══ Materials provided ══
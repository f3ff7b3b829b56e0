//! Guardrail decisions.
//!
//! A [`Decision`] is the verdict of one guardrail check. Decisions are
//! immutable value types: the evaluator produces them, the orchestrator
//! reads them and discards them at the end of the request.
//!
//! ## Invariant
//!
//! `allowed == false` whenever `verdict != Verdict::Allow`. The
//! constructors on [`Decision`] uphold it, and [`Decision::normalized`]
//! repairs decisions deserialized from an evaluator that did not.
//! The converse (`verdict == Allow` implies `allowed`) is evaluator
//! policy and is deliberately left alone.

use std::fmt;

use chrono::{DateTime, Utc};
use serde::{Deserialize, Serialize};
use serde_json::Value as JsonValue;

/// The evaluator's verdict.
#[derive(Debug, Clone, Copy, PartialEq, Eq, Hash, Serialize, Deserialize)]
#[serde(rename_all = "snake_case")]
pub enum Verdict {
    /// Generation may proceed.
    Allow,
    /// Generation must stop.
    Block,
    /// Needs a human; treated as a hard stop by the gateway.
    Review,
}

impl Verdict {
    pub fn as_str(&self) -> &'static str {
        match self {
            Verdict::Allow => "allow",
            Verdict::Block => "block",
            Verdict::Review => "review",
        }
    }
}

impl fmt::Display for Verdict {
    fn fmt(&self, f: &mut fmt::Formatter<'_>) -> fmt::Result {
        f.write_str(self.as_str())
    }
}

/// Which evaluator mechanism produced a decision.
///
/// The set is open-ended: evaluators may report their own tags through
/// [`DecisionStage::Other`]. Serialized as a plain snake_case string.
#[derive(Debug, Clone, PartialEq, Eq, Hash, Serialize, Deserialize)]
#[serde(into = "String", from = "String")]
pub enum DecisionStage {
    Heuristic,
    PromptGuard,
    ModelBased,
    Other(String),
}

impl DecisionStage {
    pub fn as_str(&self) -> &str {
        match self {
            DecisionStage::Heuristic => "heuristic",
            DecisionStage::PromptGuard => "prompt_guard",
            DecisionStage::ModelBased => "model_based",
            DecisionStage::Other(tag) => tag,
        }
    }
}

impl From<String> for DecisionStage {
    fn from(value: String) -> Self {
        match value.as_str() {
            "heuristic" => DecisionStage::Heuristic,
            "prompt_guard" => DecisionStage::PromptGuard,
            "model_based" => DecisionStage::ModelBased,
            _ => DecisionStage::Other(value),
        }
    }
}

impl From<DecisionStage> for String {
    fn from(value: DecisionStage) -> Self {
        match value {
            DecisionStage::Other(tag) => tag,
            known => known.as_str().to_string(),
        }
    }
}

impl fmt::Display for DecisionStage {
    fn fmt(&self, f: &mut fmt::Formatter<'_>) -> fmt::Result {
        f.write_str(self.as_str())
    }
}

/// Pipeline checkpoint at which a guardrail check runs.
#[derive(Debug, Clone, Copy, PartialEq, Eq, Hash, PartialOrd, Ord, Serialize, Deserialize)]
#[serde(rename_all = "snake_case")]
pub enum GuardrailStage {
    /// Before generation, over the caller's prompt.
    Prompt,
    /// After generation, over the trimmed model output.
    Response,
}

impl GuardrailStage {
    pub fn as_str(&self) -> &'static str {
        match self {
            GuardrailStage::Prompt => "prompt",
            GuardrailStage::Response => "response",
        }
    }
}

impl fmt::Display for GuardrailStage {
    fn fmt(&self, f: &mut fmt::Formatter<'_>) -> fmt::Result {
        f.write_str(self.as_str())
    }
}

/// Opaque audit record attached to a decision.
#[derive(Debug, Clone, PartialEq, Serialize, Deserialize)]
pub struct DecisionEvent {
    /// When the event was recorded
    pub at: DateTime<Utc>,

    /// Short machine-readable kind (e.g. "detector_hit")
    pub kind: String,

    /// Free-form payload; never contains prompt or response text
    #[serde(default)]
    pub detail: JsonValue,
}

impl DecisionEvent {
    /// Record an event now.
    pub fn now(kind: impl Into<String>, detail: JsonValue) -> Self {
        Self {
            at: Utc::now(),
            kind: kind.into(),
            detail,
        }
    }
}

/// Prefix of the reason carried by decisions synthesized from a pipeline failure.
pub const PIPELINE_FAILURE_PREFIX: &str = "Guardrail pipeline failure during";

/// Event kind recorded on decisions synthesized from a pipeline failure.
pub const PIPELINE_FAILURE_EVENT: &str = "pipeline_failure";

/// The evaluator's structured verdict for one guardrail check.
#[derive(Debug, Clone, PartialEq, Serialize, Deserialize)]
pub struct Decision {
    /// Whether the pipeline may continue
    pub allowed: bool,

    /// Closed verdict taxonomy
    pub verdict: Verdict,

    /// Evaluator mechanism that produced this decision
    pub stage: DecisionStage,

    /// Human-readable reason, shown to end users in degraded form
    #[serde(default, skip_serializing_if = "Option::is_none")]
    pub reason: Option<String>,

    /// Route to human review, independent of `allowed`
    #[serde(default)]
    pub escalate: bool,

    /// Audit trail in chronological order
    #[serde(default)]
    pub events: Vec<DecisionEvent>,
}

impl Decision {
    /// An allowing decision with no reason.
    pub fn allow(stage: DecisionStage) -> Self {
        Self {
            allowed: true,
            verdict: Verdict::Allow,
            stage,
            reason: None,
            escalate: false,
            events: Vec::new(),
        }
    }

    /// A blocking decision.
    pub fn block(stage: DecisionStage, reason: impl Into<String>) -> Self {
        Self {
            allowed: false,
            verdict: Verdict::Block,
            stage,
            reason: Some(reason.into()),
            escalate: false,
            events: Vec::new(),
        }
    }

    /// A decision that needs human review. The gateway treats it as a stop.
    pub fn review(stage: DecisionStage, reason: impl Into<String>) -> Self {
        Self {
            allowed: false,
            verdict: Verdict::Review,
            stage,
            reason: Some(reason.into()),
            escalate: false,
            events: Vec::new(),
        }
    }

    /// Fail-safe decision used when a guardrail check could not complete.
    ///
    /// Always `review`, always escalated, attributed to the heuristic stage.
    pub fn pipeline_failure(stage: GuardrailStage, message: &str) -> Self {
        let reason = format!("{} {}: {}", PIPELINE_FAILURE_PREFIX, stage, message);
        Self::review(DecisionStage::Heuristic, reason)
            .with_escalation(true)
            .with_event(DecisionEvent::now(
                PIPELINE_FAILURE_EVENT,
                serde_json::json!({ "stage": stage.as_str() }),
            ))
    }

    /// Set the escalation flag.
    pub fn with_escalation(mut self, escalate: bool) -> Self {
        self.escalate = escalate;
        self
    }

    /// Append an audit event.
    pub fn with_event(mut self, event: DecisionEvent) -> Self {
        self.events.push(event);
        self
    }

    /// Enforce `verdict != allow => !allowed`.
    pub fn normalized(mut self) -> Self {
        if self.verdict != Verdict::Allow {
            self.allowed = false;
        }
        self
    }

    /// Whether the decision satisfies the verdict/allowed invariant.
    pub fn is_consistent(&self) -> bool {
        self.verdict == Verdict::Allow || !self.allowed
    }

    /// Whether this decision was synthesized from a pipeline failure
    /// rather than produced by a genuine policy check.
    pub fn is_pipeline_failure(&self) -> bool {
        self.events.iter().any(|e| e.kind == PIPELINE_FAILURE_EVENT)
    }
}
═══
Instructions for the task:
Considering the records above, how many lines hold "DateTime"? Please answer with only the number.

Answer:
2